There are several interesting learnings here.
Win98-lz4hc-lit is the literals part only extracted by lz4hc. But wait, why is it not into the "distributed" category ? Well, since this file contains many incompressible chunks, the literal sub-section end up being mostly incompressible. This is an important real-world example, showing that incompressible segment detection makes real impact.

lz4hc produces less literals and less matches, but longer ones, than the fast version. As consequence, run length are much more compressible, while match length are not. It perfectly shows that the more squeezed the distribution, the better Range0 compression advantage.

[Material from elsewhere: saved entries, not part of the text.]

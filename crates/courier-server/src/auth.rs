//! HS256 session tokens.
//!
//! Tokens carry the raw user id in an `id` or `_id` claim, as a string or an
//! integer. `exp` is required.

use async_trait::async_trait;
use base64::engine::general_purpose::URL_SAFE_NO_PAD;
use base64::Engine;
use courier_core::{AuthVerifier, Claims, RelayError, Role};
use courier_protocol::RawUserId;
use hmac::{Hmac, Mac};
use serde::{Deserialize, Serialize};
use sha2::Sha256;
use std::time::{Duration, SystemTime, UNIX_EPOCH};
use tracing::debug;

type HmacSha256 = Hmac<Sha256>;

#[derive(Debug, Deserialize)]
struct Header {
    alg: String,
}

#[derive(Debug, Serialize, Deserialize)]
struct TokenClaims {
    #[serde(default, skip_serializing_if = "Option::is_none")]
    id: Option<RawUserId>,
    #[serde(default, rename = "_id", skip_serializing_if = "Option::is_none")]
    legacy_id: Option<RawUserId>,
    #[serde(default, skip_serializing_if = "Option::is_none")]
    username: Option<String>,
    #[serde(default, skip_serializing_if = "Option::is_none")]
    role: Option<Role>,
    #[serde(default)]
    exp: Option<u64>,
    #[serde(default, skip_serializing_if = "Option::is_none")]
    iat: Option<u64>,
}

fn invalid(reason: &str) -> RelayError {
    RelayError::InvalidToken(format!("Invalid token: {reason}"))
}

fn unix_now() -> u64 {
    SystemTime::now()
        .duration_since(UNIX_EPOCH)
        .unwrap_or_default()
        .as_secs()
}

/// Verifies and signs HS256 tokens with a shared secret.
#[derive(Clone)]
pub struct JwtVerifier {
    secret: Vec<u8>,
}

impl JwtVerifier {
    #[must_use]
    pub fn new(secret: impl Into<Vec<u8>>) -> Self {
        Self {
            secret: secret.into(),
        }
    }

    fn mac(&self) -> Result<HmacSha256, RelayError> {
        <HmacSha256 as Mac>::new_from_slice(&self.secret).map_err(|_| invalid("bad secret"))
    }

    /// Sign a token for `user` that expires after `ttl`.
    ///
    /// # Errors
    ///
    /// Returns an error if the claims cannot be serialized.
    pub fn sign(&self, user: &RawUserId, ttl: Duration) -> Result<String, RelayError> {
        let now = unix_now();
        let claims = TokenClaims {
            id: Some(user.clone()),
            legacy_id: None,
            username: None,
            role: None,
            exp: Some(now + ttl.as_secs()),
            iat: Some(now),
        };
        let header = serde_json::json!({"alg": "HS256", "typ": "JWT"});

        let header_b64 = URL_SAFE_NO_PAD.encode(
            serde_json::to_vec(&header).map_err(|e| invalid(&e.to_string()))?,
        );
        let payload_b64 = URL_SAFE_NO_PAD.encode(
            serde_json::to_vec(&claims).map_err(|e| invalid(&e.to_string()))?,
        );

        let signing_input = format!("{header_b64}.{payload_b64}");
        let mut mac = self.mac()?;
        mac.update(signing_input.as_bytes());
        let signature = URL_SAFE_NO_PAD.encode(mac.finalize().into_bytes());

        Ok(format!("{signing_input}.{signature}"))
    }

    fn decode(&self, token: &str) -> Result<TokenClaims, RelayError> {
        let mut parts = token.splitn(3, '.');
        let (Some(header_b64), Some(payload_b64), Some(sig_b64)) =
            (parts.next(), parts.next(), parts.next())
        else {
            return Err(invalid("malformed"));
        };

        let signature = URL_SAFE_NO_PAD
            .decode(sig_b64)
            .map_err(|_| invalid("malformed signature"))?;
        let mut mac = self.mac()?;
        mac.update(header_b64.as_bytes());
        mac.update(b".");
        mac.update(payload_b64.as_bytes());
        mac.verify_slice(&signature)
            .map_err(|_| invalid("bad signature"))?;

        let header: Header = URL_SAFE_NO_PAD
            .decode(header_b64)
            .ok()
            .and_then(|bytes| serde_json::from_slice(&bytes).ok())
            .ok_or_else(|| invalid("malformed header"))?;
        if header.alg != "HS256" {
            return Err(invalid("unsupported algorithm"));
        }

        let claims: TokenClaims = URL_SAFE_NO_PAD
            .decode(payload_b64)
            .ok()
            .and_then(|bytes| serde_json::from_slice(&bytes).ok())
            .ok_or_else(|| invalid("malformed payload"))?;

        match claims.exp {
            Some(exp) if unix_now() < exp => Ok(claims),
            Some(_) => Err(invalid("expired")),
            None => Err(invalid("missing expiry")),
        }
    }
}

#[async_trait]
impl AuthVerifier for JwtVerifier {
    async fn verify(&self, token: &str) -> Result<Claims, RelayError> {
        let claims = self.decode(token)?;
        let subject = claims
            .id
            .or(claims.legacy_id)
            .filter(|id| !id.is_blank())
            .ok_or_else(|| invalid("missing subject"))?;

        debug!(subject = %subject, "Token verified");
        Ok(Claims {
            subject,
            username: claims.username,
            role: claims.role,
        })
    }
}

impl std::fmt::Debug for JwtVerifier {
    fn fmt(&self, f: &mut std::fmt::Formatter<'_>) -> std::fmt::Result {
        f.debug_struct("JwtVerifier").finish_non_exhaustive()
    }
}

One could think that run length is a typical situation which should always benefit Range0. Alas, it is not that simple. Such conclusion is biaised, as a result of focusing too much on enwik8 for tests.
Most binary files feature a very different pattern : much less frequent matches, but much longer ones. As a consequence, literals tend to be quite more numerous, their compressibility being also not guaranteed. And as a side effect, run lengths end up being larger.

This is showed by office example : although the distribution is still "squeezed", resulting in a pretty good x3 compression ratio, this is still not enough to make Range0 distinctly better. In fact, considering the very small difference with Huff0, it's not worth the speed impact. This is in contrast with enwik8 results.

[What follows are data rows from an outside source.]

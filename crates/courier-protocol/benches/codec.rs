//! Codec benchmarks for courier-protocol.

use courier_protocol::{codec, DeliveredMessage, ServerEvent};
use criterion::{black_box, criterion_group, criterion_main, Criterion, Throughput};

fn channel_message(content_len: usize) -> ServerEvent {
    ServerEvent::ChannelMessage(DeliveredMessage {
        message_id: "msg_0badf00d".into(),
        channel_id: Some("chnl_general_chat".into()),
        sender_id: "1".into(),
        sender_name: "alice".into(),
        receiver_id: None,
        content: "x".repeat(content_len),
        file_ids: Vec::new(),
        timestamp: 1_700_000_000_000,
    })
}

fn bench_encode(c: &mut Criterion) {
    let event = channel_message(64);

    let mut group = c.benchmark_group("encode");
    group.throughput(Throughput::Bytes(64));
    group.bench_function("binary_64B", |b| b.iter(|| codec::encode(black_box(&event))));
    group.bench_function("text_64B", |b| {
        b.iter(|| codec::encode_text(black_box(&event)))
    });
    group.finish();
}

fn bench_decode(c: &mut Criterion) {
    let event = channel_message(64);
    let binary = codec::encode(&event).unwrap();
    let text = codec::encode_text(&event).unwrap();

    let mut group = c.benchmark_group("decode");
    group.throughput(Throughput::Bytes(binary.len() as u64));
    group.bench_function("binary_64B", |b| {
        b.iter(|| codec::decode::<ServerEvent>(black_box(&binary)))
    });
    group.bench_function("text_64B", |b| {
        b.iter(|| codec::decode_text::<ServerEvent>(black_box(&text)))
    });
    group.finish();
}

fn bench_roundtrip(c: &mut Criterion) {
    let event = channel_message(1024);

    c.bench_function("roundtrip_1KB", |b| {
        b.iter(|| {
            let encoded = codec::encode(black_box(&event)).unwrap();
            codec::decode::<ServerEvent>(black_box(&encoded)).unwrap()
        })
    });
}

criterion_group!(benches, bench_encode, bench_decode, bench_roundtrip);
criterion_main!(benches);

This means that we should not assume run length to be constantly better compressed by Range0, requiring a more complex selection process.

Monday, January 3, 2011

Range0 : new version (v0.7)

Several learnings from the Huff0 new version were generic enough to become applicable to Range0. More specifically, the interleaved counter and the call to memcpy(), resulted in significant improvements, as displayed below :

                       Range0 v0.6      Range0 v0.7
                       R    C    D      R    C    D 
Not compressible 
enwik8.7z            1.000 870 1400   1.000 885 1930 
Hardly compressible 
audio1               1.071 174   83   1.071 174   83 
Distributed 
enwik8-lz4-lit       1.370 155   76   1.370 155   76 
Lightly ordered 
enwik8-lz4-offh      1.191 138   76   1.191 138   76 
Ordered 
enwik8-lz4-ml        2.946 155   83   2.946 160   83
Squeezed 
enwik8-lz4-run       4.577 163  116   4.577 180  116 
Ultra compressible
loong                1430. 362  427   1430. 555  427  


The memcpy() makes wonder at improving speed for incompressible segments.
More importantly, interleaved counter speed up squeezed distribution compression.

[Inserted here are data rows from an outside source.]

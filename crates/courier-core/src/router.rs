//! Message and file event router.
//!
//! Each inbound event moves through
//! `Received → Validated → Persisted → FannedOut → Acked`, or stops at
//! `Rejected` / `PersistFailed`. Persistence always happens before fan-out,
//! so an event that failed to persist was never delivered to anyone.

use crate::error::{with_deadline, RelayError};
use crate::fanout::{Broadcaster, Delivery};
use crate::identity::{Identity, IdentityResolver, UserId};
use crate::message::{Conversation, NewMessage, StoredMessage};
use crate::store::ChatStore;
use courier_protocol::{
    AuthenticatePayload, ChannelFileNoticePayload, ChannelMessagePayload, ClientEvent,
    ConnectionId, DeliveredFiles, DeliveredMessage, DirectFileNoticePayload,
    DirectMessagePayload, FileRef, FilesUploadedPayload, MessageSentPayload,
    NotificationPayload, RawUserId, ServerEvent,
};
use std::sync::Arc;
use std::time::Duration;
use tracing::{debug, info, warn};

pub const MISSING_MESSAGE_DATA: &str = "Missing required message data";
pub const CHANNEL_NOT_FOUND: &str = "Channel doesn't exist";
pub const RECEIVER_NOT_FOUND: &str = "Receiver doesn't exist";
pub const RECEIVER_OFFLINE_MESSAGE: &str = "Receiver is offline, but message is sent.";
pub const RECEIVER_OFFLINE_FILES: &str = "Receiver is offline, but file notification is sent.";
pub const FILES_NOT_LINKED: &str = "Message saved, but its files could not be attached.";

/// Where an event's processing stopped.
#[derive(Debug, Clone, Copy, PartialEq, Eq)]
pub enum EventStage {
    Received,
    Validated,
    Persisted,
    FannedOut,
    Acked,
    Rejected,
    PersistFailed,
}

/// What the session should do after an event.
#[derive(Debug, Clone, Copy, PartialEq, Eq, Default)]
pub enum Directive {
    #[default]
    None,
    /// Re-run membership sync for this connection.
    ResyncMembership,
    /// The session is corrupted; close the connection.
    Terminate,
}

/// Result of routing one event.
#[derive(Debug, Clone, PartialEq)]
pub struct RouteOutcome {
    pub stage: EventStage,
    /// Events to send back on the originating connection, in order.
    pub replies: Vec<ServerEvent>,
    pub directive: Directive,
    /// Outcome of user-addressed delivery, when there was one.
    pub delivery: Option<Delivery>,
}

impl RouteOutcome {
    fn acked(replies: Vec<ServerEvent>) -> Self {
        Self {
            stage: EventStage::Acked,
            replies,
            directive: Directive::None,
            delivery: None,
        }
    }

    fn with_delivery(mut self, delivery: Option<Delivery>) -> Self {
        self.delivery = delivery;
        self
    }
}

The ultra-compressible corner case is not so important, in spite of the huge performance benefit, but the squeezed distribution benefit is, since this is Range0 most likely use. At 180 MB/s, it makes it almost as fast as standard Huffman coders, which basically means extra compression performance for free.

The bad point is, and will remain, the decoding speed, which cannot beat Huffman, due to the presence of a division into the main loop. However, the decoding speed is not too bad for the specific "squeezed" situation we want Range0. Indeed, should the distribution become even more squeezed, decoding speed would become even better.

Evolving the benchmark corpus in order to consider LZ4HC output, instead of Fast LZ4, is likely to make this statement more relevant.

For the time being, Range0 can be downloaded here.

Sunday, January 2, 2011

Huff0 : New version (v0.6)

Since working on the stats produced by huff0, some inefficiencies became apparent, and as a consequence got solved in a newer version, available on the new huff0 homepage.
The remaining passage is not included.